Work request — Nothing is needed except the lines below that run from the one with "to its parsed" through the one with "#[derive(Debug, Clone, Copy, Default, PartialEq, Eq)]", repeated exactly.

------------------------------------------------------------

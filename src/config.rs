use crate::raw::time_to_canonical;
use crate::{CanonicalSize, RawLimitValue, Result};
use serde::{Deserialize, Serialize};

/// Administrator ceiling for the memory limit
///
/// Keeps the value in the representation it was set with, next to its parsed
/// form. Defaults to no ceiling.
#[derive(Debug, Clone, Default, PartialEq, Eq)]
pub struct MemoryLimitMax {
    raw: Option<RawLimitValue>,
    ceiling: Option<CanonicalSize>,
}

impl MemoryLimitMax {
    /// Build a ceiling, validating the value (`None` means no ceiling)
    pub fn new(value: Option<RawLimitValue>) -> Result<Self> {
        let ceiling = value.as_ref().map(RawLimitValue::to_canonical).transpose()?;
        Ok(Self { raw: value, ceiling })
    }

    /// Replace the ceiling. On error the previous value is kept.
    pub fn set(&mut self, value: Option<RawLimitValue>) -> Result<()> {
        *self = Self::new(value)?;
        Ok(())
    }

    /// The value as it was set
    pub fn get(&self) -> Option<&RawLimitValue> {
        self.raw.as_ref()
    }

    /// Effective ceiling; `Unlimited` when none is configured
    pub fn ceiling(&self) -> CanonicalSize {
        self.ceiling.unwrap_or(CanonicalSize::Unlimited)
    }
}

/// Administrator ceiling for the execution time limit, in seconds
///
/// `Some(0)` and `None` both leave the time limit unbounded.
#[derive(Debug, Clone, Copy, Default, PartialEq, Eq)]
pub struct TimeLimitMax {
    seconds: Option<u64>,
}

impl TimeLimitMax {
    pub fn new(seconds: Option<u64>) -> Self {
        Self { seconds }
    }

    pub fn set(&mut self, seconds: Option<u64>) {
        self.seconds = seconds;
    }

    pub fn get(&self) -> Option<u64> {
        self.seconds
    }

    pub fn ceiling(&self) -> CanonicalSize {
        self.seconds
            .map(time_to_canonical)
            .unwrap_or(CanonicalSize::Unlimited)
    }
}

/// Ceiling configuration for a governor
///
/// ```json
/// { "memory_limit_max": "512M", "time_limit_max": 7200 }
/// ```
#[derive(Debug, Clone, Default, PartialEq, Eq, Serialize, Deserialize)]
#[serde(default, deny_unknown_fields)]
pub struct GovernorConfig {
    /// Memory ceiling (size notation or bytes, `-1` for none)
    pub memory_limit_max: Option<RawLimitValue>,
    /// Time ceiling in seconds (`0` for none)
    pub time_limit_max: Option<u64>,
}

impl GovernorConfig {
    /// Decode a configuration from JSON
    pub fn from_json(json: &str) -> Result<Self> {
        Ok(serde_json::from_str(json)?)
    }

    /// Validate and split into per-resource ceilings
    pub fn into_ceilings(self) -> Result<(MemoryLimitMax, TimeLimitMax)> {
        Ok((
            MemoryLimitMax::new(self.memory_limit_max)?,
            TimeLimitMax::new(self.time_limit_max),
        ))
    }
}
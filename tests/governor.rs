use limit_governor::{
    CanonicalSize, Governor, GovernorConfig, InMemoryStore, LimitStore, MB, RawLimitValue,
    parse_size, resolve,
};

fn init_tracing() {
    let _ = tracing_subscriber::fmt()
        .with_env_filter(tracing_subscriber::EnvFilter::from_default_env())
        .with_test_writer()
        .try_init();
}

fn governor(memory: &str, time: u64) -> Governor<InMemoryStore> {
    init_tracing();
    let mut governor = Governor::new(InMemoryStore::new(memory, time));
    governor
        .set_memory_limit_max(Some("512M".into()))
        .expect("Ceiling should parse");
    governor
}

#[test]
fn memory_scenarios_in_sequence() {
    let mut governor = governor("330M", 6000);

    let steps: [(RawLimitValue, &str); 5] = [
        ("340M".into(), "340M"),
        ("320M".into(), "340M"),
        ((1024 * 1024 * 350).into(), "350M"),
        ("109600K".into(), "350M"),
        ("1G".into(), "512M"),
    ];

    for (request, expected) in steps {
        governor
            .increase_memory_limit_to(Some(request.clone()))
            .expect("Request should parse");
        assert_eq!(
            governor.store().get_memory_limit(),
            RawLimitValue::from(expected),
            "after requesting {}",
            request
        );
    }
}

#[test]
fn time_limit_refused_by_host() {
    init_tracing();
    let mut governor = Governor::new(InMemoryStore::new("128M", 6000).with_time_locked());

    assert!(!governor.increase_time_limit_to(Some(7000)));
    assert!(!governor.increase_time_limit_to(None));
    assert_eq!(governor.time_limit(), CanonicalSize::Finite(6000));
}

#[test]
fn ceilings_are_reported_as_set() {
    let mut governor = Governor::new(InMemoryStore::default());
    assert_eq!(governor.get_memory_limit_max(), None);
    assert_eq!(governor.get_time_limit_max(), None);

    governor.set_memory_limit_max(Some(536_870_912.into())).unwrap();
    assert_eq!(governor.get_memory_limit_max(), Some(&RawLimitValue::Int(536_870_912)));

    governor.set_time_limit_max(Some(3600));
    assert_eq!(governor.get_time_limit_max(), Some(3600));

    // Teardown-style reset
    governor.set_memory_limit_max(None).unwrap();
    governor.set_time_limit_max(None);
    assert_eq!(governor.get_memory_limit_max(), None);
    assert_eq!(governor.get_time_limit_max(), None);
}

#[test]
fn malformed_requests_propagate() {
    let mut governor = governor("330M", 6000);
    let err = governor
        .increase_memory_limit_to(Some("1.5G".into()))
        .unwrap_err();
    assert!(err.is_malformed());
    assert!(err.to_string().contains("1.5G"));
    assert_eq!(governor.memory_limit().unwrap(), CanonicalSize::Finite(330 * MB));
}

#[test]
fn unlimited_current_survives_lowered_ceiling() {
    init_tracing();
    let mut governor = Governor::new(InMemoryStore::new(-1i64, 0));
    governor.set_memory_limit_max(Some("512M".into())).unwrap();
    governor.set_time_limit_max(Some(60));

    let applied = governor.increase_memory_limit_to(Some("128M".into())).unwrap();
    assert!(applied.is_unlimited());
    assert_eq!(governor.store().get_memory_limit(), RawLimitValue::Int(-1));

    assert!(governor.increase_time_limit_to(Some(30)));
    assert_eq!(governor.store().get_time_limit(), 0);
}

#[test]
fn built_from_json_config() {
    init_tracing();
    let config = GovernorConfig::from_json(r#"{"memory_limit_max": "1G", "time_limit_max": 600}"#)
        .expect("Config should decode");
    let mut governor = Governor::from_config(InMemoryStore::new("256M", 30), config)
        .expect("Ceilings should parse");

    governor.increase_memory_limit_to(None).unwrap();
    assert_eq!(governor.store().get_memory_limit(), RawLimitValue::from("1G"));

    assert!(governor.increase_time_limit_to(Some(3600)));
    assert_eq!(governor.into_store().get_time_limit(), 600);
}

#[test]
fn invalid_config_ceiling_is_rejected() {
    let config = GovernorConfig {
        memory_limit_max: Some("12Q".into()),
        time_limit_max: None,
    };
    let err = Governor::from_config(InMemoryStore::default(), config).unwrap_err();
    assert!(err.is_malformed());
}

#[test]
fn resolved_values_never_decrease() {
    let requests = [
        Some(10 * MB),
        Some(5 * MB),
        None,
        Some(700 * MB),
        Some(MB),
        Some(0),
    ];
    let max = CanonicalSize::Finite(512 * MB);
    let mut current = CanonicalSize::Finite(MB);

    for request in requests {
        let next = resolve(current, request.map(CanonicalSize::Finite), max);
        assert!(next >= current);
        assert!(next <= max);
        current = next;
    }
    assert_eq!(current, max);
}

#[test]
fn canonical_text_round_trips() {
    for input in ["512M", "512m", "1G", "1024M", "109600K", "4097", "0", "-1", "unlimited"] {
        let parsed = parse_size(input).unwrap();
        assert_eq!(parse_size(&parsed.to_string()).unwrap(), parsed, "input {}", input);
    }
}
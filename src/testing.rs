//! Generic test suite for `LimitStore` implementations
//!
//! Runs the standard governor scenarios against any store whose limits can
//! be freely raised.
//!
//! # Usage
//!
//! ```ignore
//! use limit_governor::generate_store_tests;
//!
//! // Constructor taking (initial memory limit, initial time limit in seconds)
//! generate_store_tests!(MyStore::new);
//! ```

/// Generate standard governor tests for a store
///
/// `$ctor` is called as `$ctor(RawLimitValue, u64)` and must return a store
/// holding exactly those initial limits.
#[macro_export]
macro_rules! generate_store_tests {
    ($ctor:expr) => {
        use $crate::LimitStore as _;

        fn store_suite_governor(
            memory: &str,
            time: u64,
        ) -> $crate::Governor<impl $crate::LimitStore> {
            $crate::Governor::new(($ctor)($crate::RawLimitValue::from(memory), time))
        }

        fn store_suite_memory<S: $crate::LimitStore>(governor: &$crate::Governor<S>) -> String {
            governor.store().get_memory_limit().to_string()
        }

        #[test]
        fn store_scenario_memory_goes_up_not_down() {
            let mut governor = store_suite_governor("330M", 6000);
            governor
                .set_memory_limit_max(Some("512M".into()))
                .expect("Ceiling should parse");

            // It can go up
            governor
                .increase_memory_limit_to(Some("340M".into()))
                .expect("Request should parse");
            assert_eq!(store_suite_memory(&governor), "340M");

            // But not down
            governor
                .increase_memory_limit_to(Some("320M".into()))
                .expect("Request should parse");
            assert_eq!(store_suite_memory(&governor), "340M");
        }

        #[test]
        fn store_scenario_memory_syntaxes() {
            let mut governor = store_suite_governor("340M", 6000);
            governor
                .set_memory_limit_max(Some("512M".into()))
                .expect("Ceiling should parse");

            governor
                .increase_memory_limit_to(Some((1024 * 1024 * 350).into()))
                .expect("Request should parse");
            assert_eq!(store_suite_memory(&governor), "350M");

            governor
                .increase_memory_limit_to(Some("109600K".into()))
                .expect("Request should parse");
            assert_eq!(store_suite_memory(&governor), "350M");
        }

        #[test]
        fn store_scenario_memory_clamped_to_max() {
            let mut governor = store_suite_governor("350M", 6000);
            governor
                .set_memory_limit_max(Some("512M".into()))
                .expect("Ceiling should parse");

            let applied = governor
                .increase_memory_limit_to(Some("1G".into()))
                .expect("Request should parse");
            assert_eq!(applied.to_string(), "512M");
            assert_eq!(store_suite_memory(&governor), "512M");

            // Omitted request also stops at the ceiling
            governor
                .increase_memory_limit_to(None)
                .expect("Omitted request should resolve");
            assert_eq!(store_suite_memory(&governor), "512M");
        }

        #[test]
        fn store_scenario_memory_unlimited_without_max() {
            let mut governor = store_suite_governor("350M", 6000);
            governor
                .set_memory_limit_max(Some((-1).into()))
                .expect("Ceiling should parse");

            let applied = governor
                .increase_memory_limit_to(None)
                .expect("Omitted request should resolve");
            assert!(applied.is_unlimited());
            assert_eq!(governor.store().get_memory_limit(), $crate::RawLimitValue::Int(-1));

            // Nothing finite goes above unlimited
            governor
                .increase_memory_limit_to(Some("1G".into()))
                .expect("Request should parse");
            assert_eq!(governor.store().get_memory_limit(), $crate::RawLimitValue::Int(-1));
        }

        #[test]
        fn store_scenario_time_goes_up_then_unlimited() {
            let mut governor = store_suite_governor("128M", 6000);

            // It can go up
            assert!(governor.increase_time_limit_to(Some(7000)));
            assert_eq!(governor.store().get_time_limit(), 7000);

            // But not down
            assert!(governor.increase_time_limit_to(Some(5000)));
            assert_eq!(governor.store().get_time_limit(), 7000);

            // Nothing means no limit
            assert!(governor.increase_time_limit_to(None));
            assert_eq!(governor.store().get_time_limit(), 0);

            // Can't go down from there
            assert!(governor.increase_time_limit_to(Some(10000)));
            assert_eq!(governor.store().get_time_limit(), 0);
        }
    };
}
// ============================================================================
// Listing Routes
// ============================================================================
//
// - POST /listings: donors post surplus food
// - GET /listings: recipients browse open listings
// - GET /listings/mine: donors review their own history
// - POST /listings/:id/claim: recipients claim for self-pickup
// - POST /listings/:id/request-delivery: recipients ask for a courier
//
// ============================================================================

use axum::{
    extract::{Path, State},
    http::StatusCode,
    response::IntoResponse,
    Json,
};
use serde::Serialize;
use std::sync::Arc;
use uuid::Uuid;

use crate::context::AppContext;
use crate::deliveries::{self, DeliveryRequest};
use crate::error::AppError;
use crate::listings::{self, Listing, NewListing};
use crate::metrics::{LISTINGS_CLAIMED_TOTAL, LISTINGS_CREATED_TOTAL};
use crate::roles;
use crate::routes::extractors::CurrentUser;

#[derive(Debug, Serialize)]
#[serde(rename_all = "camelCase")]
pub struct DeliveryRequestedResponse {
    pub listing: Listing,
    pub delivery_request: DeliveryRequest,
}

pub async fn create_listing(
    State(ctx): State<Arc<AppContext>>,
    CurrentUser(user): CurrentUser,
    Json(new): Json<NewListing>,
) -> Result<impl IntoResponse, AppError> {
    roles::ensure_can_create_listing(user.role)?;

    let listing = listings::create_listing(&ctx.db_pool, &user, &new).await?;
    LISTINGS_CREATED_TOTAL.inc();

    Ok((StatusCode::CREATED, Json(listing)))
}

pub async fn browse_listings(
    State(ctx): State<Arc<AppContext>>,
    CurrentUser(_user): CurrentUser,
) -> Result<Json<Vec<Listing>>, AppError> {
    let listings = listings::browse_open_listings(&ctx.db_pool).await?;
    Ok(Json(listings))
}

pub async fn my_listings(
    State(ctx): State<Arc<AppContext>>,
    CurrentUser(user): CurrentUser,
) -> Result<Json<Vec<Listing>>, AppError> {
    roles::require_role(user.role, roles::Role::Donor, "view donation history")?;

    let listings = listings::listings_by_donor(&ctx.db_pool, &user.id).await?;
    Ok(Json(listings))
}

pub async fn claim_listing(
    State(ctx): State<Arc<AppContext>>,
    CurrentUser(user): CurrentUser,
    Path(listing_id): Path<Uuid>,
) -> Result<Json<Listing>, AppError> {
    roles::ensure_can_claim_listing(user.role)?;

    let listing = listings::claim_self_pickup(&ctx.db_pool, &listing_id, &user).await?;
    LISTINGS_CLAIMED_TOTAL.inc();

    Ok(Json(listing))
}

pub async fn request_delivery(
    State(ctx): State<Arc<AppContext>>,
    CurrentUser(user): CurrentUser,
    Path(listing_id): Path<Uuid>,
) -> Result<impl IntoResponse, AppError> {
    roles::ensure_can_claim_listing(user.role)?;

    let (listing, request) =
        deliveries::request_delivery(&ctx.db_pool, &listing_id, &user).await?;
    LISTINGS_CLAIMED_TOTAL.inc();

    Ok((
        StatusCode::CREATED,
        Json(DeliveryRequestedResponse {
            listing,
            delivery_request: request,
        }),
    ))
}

------------------------------------------------------------

Task output —
/// Keeps the value in the representation it was set with, next to its parsed
/// form. Defaults to no ceiling.
#[derive(Debug, Clone, Default, PartialEq, Eq)]
pub struct MemoryLimitMax {
    raw: Option<RawLimitValue>,
    ceiling: Option<CanonicalSize>,
}

impl MemoryLimitMax {
    /// Build a ceiling, validating the value (`None` means no ceiling)
    pub fn new(value: Option<RawLimitValue>) -> Result<Self> {
        let ceiling = value.as_ref().map(RawLimitValue::to_canonical).transpose()?;
        Ok(Self { raw: value, ceiling })
    }

    /// Replace the ceiling. On error the previous value is kept.
    pub fn set(&mut self, value: Option<RawLimitValue>) -> Result<()> {
        *self = Self::new(value)?;
        Ok(())
    }

    /// The value as it was set
    pub fn get(&self) -> Option<&RawLimitValue> {
        self.raw.as_ref()
    }

    /// Effective ceiling; `Unlimited` when none is configured
    pub fn ceiling(&self) -> CanonicalSize {
        self.ceiling.unwrap_or(CanonicalSize::Unlimited)
    }
}

/// Administrator ceiling for the execution time limit, in seconds
///
/// `Some(0)` and `None` both leave the time limit unbounded.
#[derive(Debug, Clone, Copy, Default, PartialEq, Eq)]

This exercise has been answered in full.